Toda a ação governamental, política e administrativa, gira em torno dos interesses de tais senhores que não medem recursos na defesa de seus privilégios. De tal regime decorrem quase todos os nossos males. Querer remediá-los pelo voto secreto, ou pelo ensino obrigatório, é ingenuidade de quem não quer ver a realidade nacional. É irrisório falar em liberdade eleitoral, quando não há independência econômica, como de educação popular, quando se quer explorar o povo. Vivemos sob o jugo dos banqueiros de Londres e Nova Iorque. Todas as nossas fontes de renda dependem do capitalismo inglês ou americano, em cujo poder estão, também, os mais importantes serviços públicos, os transportes e as indústrias em geral. Os próprios latifúndios vão passando, aos poucos, para as mãos do capitalismo estrangeiro. A ele já pertencem as nossas grandes reservas de minério de ferro do Estado de Minas Gerais, extensas porções territoriais do Amazonas e do Pará, onde talvez estejam os nossos depósitos petrolíferos. Todas as rendas nacionais estão oneradas pelos empréstimos estrangeiros.

Dessa dependência financeira decorre naturalmente um regime de exploração semifeudal, em que se desenvolve toda a nossa economia.

Os capitais estrangeiros investidos na nossa produção provocam um crescimento monstruoso em nossa vida econômica, tendente exclusivamente à exploração das riquezas naturais, das fontes de matérias-primas, reservado o mercado nacional para a colocação dos produtos fabricados nas metrópoles imperialistas. A atividade desse capital só pode, portanto, ser prejudicial ao país. Dessa forma, todo o esforço nacional, todo o nosso trabalho é canalizado para o exterior.

Por outro lado, a luta evidente pelo predomínio econômico entre dois imperialismos que nos subjugam e colonizam prepara, com o auxílio do nosso governo nacionalista e patriota, o esfacelamento da Nação.

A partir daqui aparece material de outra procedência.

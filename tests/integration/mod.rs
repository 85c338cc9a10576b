//! Integration tests for the material scanner and the vault CLI

mod cli_contracts;
mod parse_matrix;
mod scanner_layout;
mod support;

A verdadeira luta pela independência nacional deve, portanto, realizar-se contra os grandes senhores da Inglaterra e contra o imperialismo, e só poderá ser levada a efeito pela verdadeira insurreição nacional de todos os trabalhadores.

As possibilidades atuais de tal revolução são as melhores possíveis.

A crise econômica que atravessamos, apesar dos anunciados saldos orçamentários e da proclamada estabilidade monetária, é incontestável. Os impostos aumentam, elevam-se os preços dos artigos de primeira necessidade e baixam os salários. A única solução encontrada pelos governos, dentro das contradições em que se debatem, são os empréstimos externos com uma maior exploração da nossa massa trabalhadora e conseqüente agravação da opressão política. A situação internacional é, por outra parte, de grandes dificuldades para os  capitalismos que nos dominam,  a braços com os mais sérios problemas internos, como o da desocupação de grandes massas trabalhadoras e as insurreições nacionalistas de suas colônias.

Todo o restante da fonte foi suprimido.